Ölüm, ilk bakışta evrimsel açıdan bir “çelişki” gibi görünür. Doğal seçilim bireyin hayatta kalmasını ve üremesini desteklerken, ölüm bu sürecin tam karşıtıymış gibi algılanır. Ancak evrimsel biyoloji açısından ölüm, seçilimin dışında kalan rastlantısal bir olay değil; yaşamın organizasyon düzeyleriyle birlikte ortaya çıkan ve dolaylı biçimde seçilim süreçlerine entegre olmuş bir olgudur. Bu nedenle “ölüm evrimleşti mi?” sorusu, aslında “ölümlülük (mortality) ve yaşlanma (senescence) evrimsel olarak nasıl ortaya çıktı?” sorusuyla birlikte düşünülmelidir.

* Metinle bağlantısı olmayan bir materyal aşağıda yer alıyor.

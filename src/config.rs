use std::path::Path;
use clap::ValueEnum;
use serde::{Deserialize, Serialize};
use crate::error::ConfigError;

/// Smallest candidate pool that can still field a full game
pub const MIN_CANDIDATE_POOL: usize = 4;

/// Which selection routine drives each round
#[derive(Debug, Clone, Copy, Default, PartialEq, Eq, Serialize, Deserialize, ValueEnum)]
#[serde(rename_all = "kebab-case")]
pub enum Strategy {
    /// Rest-aware scoring over a bounded candidate pool
    #[default]
    RestAware,
    /// Least-repeated pairs first, each game used once per cycle
    PairBalance,
}

/// Scoring weights for the rest-aware strategy
#[derive(Debug, Clone, Copy, PartialEq, Eq, Serialize, Deserialize)]
#[serde(default, rename_all = "camelCase")]
pub struct ScoringWeights {
    /// Subtracted once per earlier time either team was already paired
    pub pair_repeat_penalty: i64,
    /// Subtracted once per player who also played the previous round
    pub previous_round_penalty: i64,
    /// Number of most-rested players considered each round
    pub candidate_pool_size: usize,
}

impl Default for ScoringWeights {
    fn default() -> Self {
        ScoringWeights {
            pair_repeat_penalty: 100,
            previous_round_penalty: 1000,
            candidate_pool_size: 6,
        }
    }
}

#[derive(Debug, Clone, Copy, Default, PartialEq, Eq, Serialize, Deserialize)]
#[serde(default)]
pub struct SchedulerConfig {
    pub strategy: Strategy,
    pub weights: ScoringWeights,
}

impl SchedulerConfig {
    pub fn load<P: AsRef<Path>>(path: P) -> Result<Self, ConfigError> {
        let contents = std::fs::read_to_string(path)?;
        let config: SchedulerConfig = serde_json::from_str(&contents)?;
        config.validate()?;
        Ok(config)
    }

    pub fn validate(&self) -> Result<(), ConfigError> {
        if self.weights.candidate_pool_size < MIN_CANDIDATE_POOL {
            return Err(ConfigError::Invalid(format!(
                "candidatePoolSize must be at least {}, got {}",
                MIN_CANDIDATE_POOL, self.weights.candidate_pool_size
            )));
        }
        if self.weights.pair_repeat_penalty < 0 || self.weights.previous_round_penalty < 0 {
            return Err(ConfigError::Invalid("penalties must not be negative".to_string()));
        }
        Ok(())
    }
}

#[cfg(test)]
mod tests {
    use super::*;
    use std::io::Write;

    #[test]
    fn test_defaults_match_canonical_weights() {
        let config = SchedulerConfig::default();
        assert_eq!(config.strategy, Strategy::RestAware);
        assert_eq!(config.weights.pair_repeat_penalty, 100);
        assert_eq!(config.weights.previous_round_penalty, 1000);
        assert_eq!(config.weights.candidate_pool_size, 6);
    }

    #[test]
    fn test_partial_json_keeps_defaults() {
        let config: SchedulerConfig =
            serde_json::from_str(r#"{"weights": {"pairRepeatPenalty": 50}}"#).unwrap();
        assert_eq!(config.weights.pair_repeat_penalty, 50);
        assert_eq!(config.weights.previous_round_penalty, 1000);
        assert_eq!(config.strategy, Strategy::RestAware);
    }

    #[test]
    fn test_load_from_file() {
        let dir = tempfile::tempdir().unwrap();
        let path = dir.path().join("scheduler.json");
        let mut file = std::fs::File::create(&path).unwrap();
        write!(file, r#"{{"strategy": "pair-balance"}}"#).unwrap();

        let config = SchedulerConfig::load(&path).unwrap();
        assert_eq!(config.strategy, Strategy::PairBalance);
    }

    #[test]
    fn test_rejects_small_candidate_pool() {
        let mut config = SchedulerConfig::default();
        config.weights.candidate_pool_size = 3;
        assert!(matches!(config.validate(), Err(ConfigError::Invalid(_))));
    }

    #[test]
    fn test_rejects_negative_penalty() {
        let mut config = SchedulerConfig::default();
        config.weights.previous_round_penalty = -1;
        assert!(config.validate().is_err());
    }
}
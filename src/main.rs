mod config;
mod display;
mod error;
mod parser;
mod schedule;
mod stats;
mod web;

use std::collections::HashMap;
use std::path::PathBuf;

use clap::{Parser, Subcommand};
use tracing::info;

use config::{SchedulerConfig, Strategy};
use display::{print_schedule, print_session_stats, write_schedule_to_file};
use parser::{load_game_log, load_roster, name_lookup, Player};
use schedule::{generate_schedule_with_state, PlayerId};
use stats::session_stats;

#[derive(Parser, Debug)]
#[command(name = "doubles-scheduler", about = "Fair doubles badminton scheduling")]
struct Cli {
    #[command(subcommand)]
    command: Command,
}

#[derive(Subcommand, Debug)]
enum Command {
    /// Generate a schedule of doubles games
    Schedule {
        /// Roster CSV with id and name columns
        #[arg(long, required_unless_present = "ids")]
        roster: Option<PathBuf>,
        /// Comma-separated player ids (instead of the whole roster)
        #[arg(long, value_delimiter = ',')]
        ids: Option<Vec<PlayerId>>,
        /// Number of games to schedule
        #[arg(short, long)]
        games: usize,
        /// Scheduler config JSON
        #[arg(short, long)]
        config: Option<PathBuf>,
        /// Overrides the strategy from the config file
        #[arg(long, value_enum)]
        strategy: Option<Strategy>,
        /// Also write the schedule to this file
        #[arg(short, long)]
        out: Option<PathBuf>,
    },
    /// Summarise a session's recorded games
    Stats {
        /// Game log CSV
        #[arg(long)]
        log: PathBuf,
        /// Roster CSV used for display names
        #[arg(long)]
        roster: Option<PathBuf>,
    },
    /// Serve the JSON API
    Web {
        #[arg(short, long, env = "PORT", default_value = "8080")]
        port: u16,
        #[arg(long)]
        roster: Option<PathBuf>,
        #[arg(short, long)]
        config: Option<PathBuf>,
    },
}

fn load_config(path: Option<&PathBuf>) -> Result<SchedulerConfig, Box<dyn std::error::Error>> {
    match path {
        Some(path) => Ok(SchedulerConfig::load(path)?),
        None => Ok(SchedulerConfig::default()),
    }
}

fn load_players(path: Option<&PathBuf>) -> Result<Vec<Player>, Box<dyn std::error::Error>> {
    match path {
        Some(path) => {
            let players = load_roster(path)?;
            info!(players = players.len(), path = %path.display(), "loaded roster");
            Ok(players)
        }
        None => Ok(Vec::new()),
    }
}

#[tokio::main]
async fn main() -> Result<(), Box<dyn std::error::Error>> {
    tracing_subscriber::fmt()
        .with_env_filter(
            tracing_subscriber::EnvFilter::try_from_default_env()
                .unwrap_or_else(|_| "doubles_scheduler=info,actix_web=info".into()),
        )
        .init();

    let cli = Cli::parse();

    match cli.command {
        Command::Schedule { roster, ids, games, config, strategy, out } => {
            let mut config = load_config(config.as_ref())?;
            if let Some(strategy) = strategy {
                config.strategy = strategy;
            }
            let players = load_players(roster.as_ref())?;
            let names: HashMap<PlayerId, String> = name_lookup(&players);
            let player_ids = ids.unwrap_or_else(|| players.iter().map(|p| p.id).collect());

            let (schedule, state) = generate_schedule_with_state(&player_ids, games, &config)?;
            print_schedule(&schedule, &state, &names);

            if let Some(out) = out {
                write_schedule_to_file(&schedule, &names, &out)?;
                println!("\nSchedule saved to {}", out.display());
            }
        }
        Command::Stats { log, roster } => {
            let names = name_lookup(&load_players(roster.as_ref())?);
            let records = load_game_log(&log)?;
            info!(games = records.len(), path = %log.display(), "loaded game log");
            let stats = session_stats(&records)?;
            print_session_stats(&stats, &names);
        }
        Command::Web { port, roster, config } => {
            let config = load_config(config.as_ref())?;
            let players = load_players(roster.as_ref())?;
            println!("Access the API at http://localhost:{}", port);
            web::start_server(port, web::AppState::new(players, config)).await?;
        }
    }

    Ok(())
}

Yaşamın erken evrelerinde, özellikle tek hücreli organizmalarda, biyolojik anlamda zorunlu bir ölüm kavramından söz etmek güçtür. Tek hücreli canlılar bölünerek çoğalır; bu süreçte “ebeveyn” ile “yavru” arasındaki sınır siliktir. Bu bağlamda ölüm, modern anlamıyla biyolojik bir zorunluluk olmaktan ziyade çevresel nedenlere bağlı bir sona eriştir. Ancak çok hücreliliğin evrimleşmesiyle birlikte, hücreler arasında iş bölümü, dokusal uzmanlaşma ve organizma bütünlüğü ortaya çıkmıştır. İşte bu noktada ölüm, bireysel organizmanın sonu olarak belirginleşmiştir (Kirkwood & Melov, 2011).
Evrimsel biyoloji literatüründe yaşlanma ve ölümün evrimini açıklayan temel kuramsal çerçevelerden biri **“Antagonistik Pleiotropi Teorisi”**dir. George C. Williams’a göre, bazı genler erken yaşamda üreme başarısını artırırken, geç yaşamda zararlı etkilere yol açabilir. Doğal seçilim, üreme sonrası dönemde ortaya çıkan bu olumsuz etkileri “ayıklamakta” yetersizdir; çünkü seçilim gücü yaş ilerledikçe azalır. Williams bu durumu şu şekilde ifade eder:
“Doğal seçilim, organizmanın erken yaşamındaki başarıya güçlü biçimde etki ederken, geç yaşamda ortaya çıkan zararlı etkiler üzerinde çok daha zayıf bir etkiye sahiptir.”
(Williams, 1957)Bu yaklaşım, ölümün doğrudan seçilmiş bir özellik olmadığını; fakat üreme başarısını maksimize eden genetik düzenlemelerin kaçınılmaz bir yan ürünü olarak ortaya çıktığını savunur (Williams, 1957, DOI: 10.1086/401727[1]).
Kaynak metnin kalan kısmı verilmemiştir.